If in the future, they do get crawled, then the noindex tag will be found. So in that case, the google algorithm will learn their content, but hopefully the noindex tag will prevent a duplication penalty. (Parts of these pages contain the same content as parts of other pages on the site). So that's the reason for the noindex tag.
| 2:01 am on Nov 10, 2012 (gmt 0)|
|and so the google algorithm doesn't know their content. That's my basic goal -- to prevent the Google algorithm from knowing their content |
That's a whole nother thread there. And it's a thread I don't remember seeing. Insert boilerplate about waning memory.

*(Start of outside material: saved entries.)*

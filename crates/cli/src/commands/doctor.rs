//! `fieldvoice doctor` — Diagnose configuration and collaborators.

use fieldvoice_config::AppConfig;
use fieldvoice_core::store::ConversationStore;

use super::open_store;

pub async fn run() -> Result<(), Box<dyn std::error::Error>> {
    println!("🩺 FieldVoice Doctor — System Diagnostics");
    println!("========================================\n");

    let mut issues = 0;

    let config_path = AppConfig::config_dir().join("config.toml");
    if !config_path.exists() {
        println!("  ⚠️  No config file — using defaults (run `fieldvoice config init`)");
        issues += 1;
    }

    let config = match AppConfig::load() {
        Ok(config) => {
            println!("  ✅ Config valid");
            config
        }
        Err(e) => {
            println!("  ❌ Config invalid: {e}");
            println!();
            println!("  ⚠️  Cannot continue without a valid config.");
            return Ok(());
        }
    };

    if config.has_api_key() {
        println!("  ✅ API key configured");
    } else {
        println!("  ⚠️  No API key configured — set FIELDVOICE_API_KEY");
        issues += 1;
    }

    match open_store(&config).await {
        Ok(store) => println!("  ✅ Conversation store opens ({})", store.name()),
        Err(e) => {
            println!("  ❌ Conversation store failed: {e}");
            issues += 1;
        }
    }

    println!("  ℹ️  Product index: {} / {}", config.search.url, config.search.index);

    println!();
    if issues == 0 {
        println!("  🎉 All checks passed!");
    } else {
        println!("  ⚠️  {issues} issue(s) found. See above for details.");
    }

    Ok(())
}
//! Semantic query synthesis.

/// Build the text embedded for product search.
///
/// Crop and pest together yield a treatment sentence naming both; either
/// one alone yields a shorter phrase. The literal query, when present, is
/// prefixed. With neither crop nor pest the literal query is used as-is.
pub fn build_semantic_query(query: &str, crop: Option<&str>, pest: Option<&str>) -> String {
    let query = query.trim();
    let prefixed = |phrase: String| {
        if query.is_empty() {
            phrase
        } else {
            format!("{query} {phrase}")
        }
    };

    match (crop, pest) {
        (Some(crop), Some(pest)) => prefixed(format!(
            "chemicals to treat {pest} on {crop} pesticides for {pest} in {crop}"
        )),
        (Some(crop), None) => prefixed(format!("chemicals for {crop}")),
        (None, Some(pest)) => prefixed(format!("pesticides for {pest}")),
        (None, None) => query.to_string(),
    }
}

If a page is marked noindex, does any area of google -- including the right hand that notoriously doesn't know what the left hand is doing -- do anything with its content? Other than follow its links, which would be a separate tag.
| 4:02 am on Nov 10, 2012 (gmt 0)|
If your site uses extensive redirects, as many affiliate sites do, the number of "not selected" urls can be high naturally. Robots.txt files do nothing to help that and a noindex meta tag on the redirect page is of no help since it won't be read.
I'd be interested to hear how you redirect your links to an affiliate site if GWT is NOT reporting a high number of unchosen urls.
Otherwise I wouldn't worry about it.
| 4:29 am on Nov 10, 2012 (gmt 0)|
Another big contributor to not selected:
If you run wordpress and have alot of comments with replies enabled, that will generate alot of URLs with the "replytocom" parameter. For example, if you have a post with 50 comments ..that creates 50 unique URLs that Google will crawl and assign as "not selected".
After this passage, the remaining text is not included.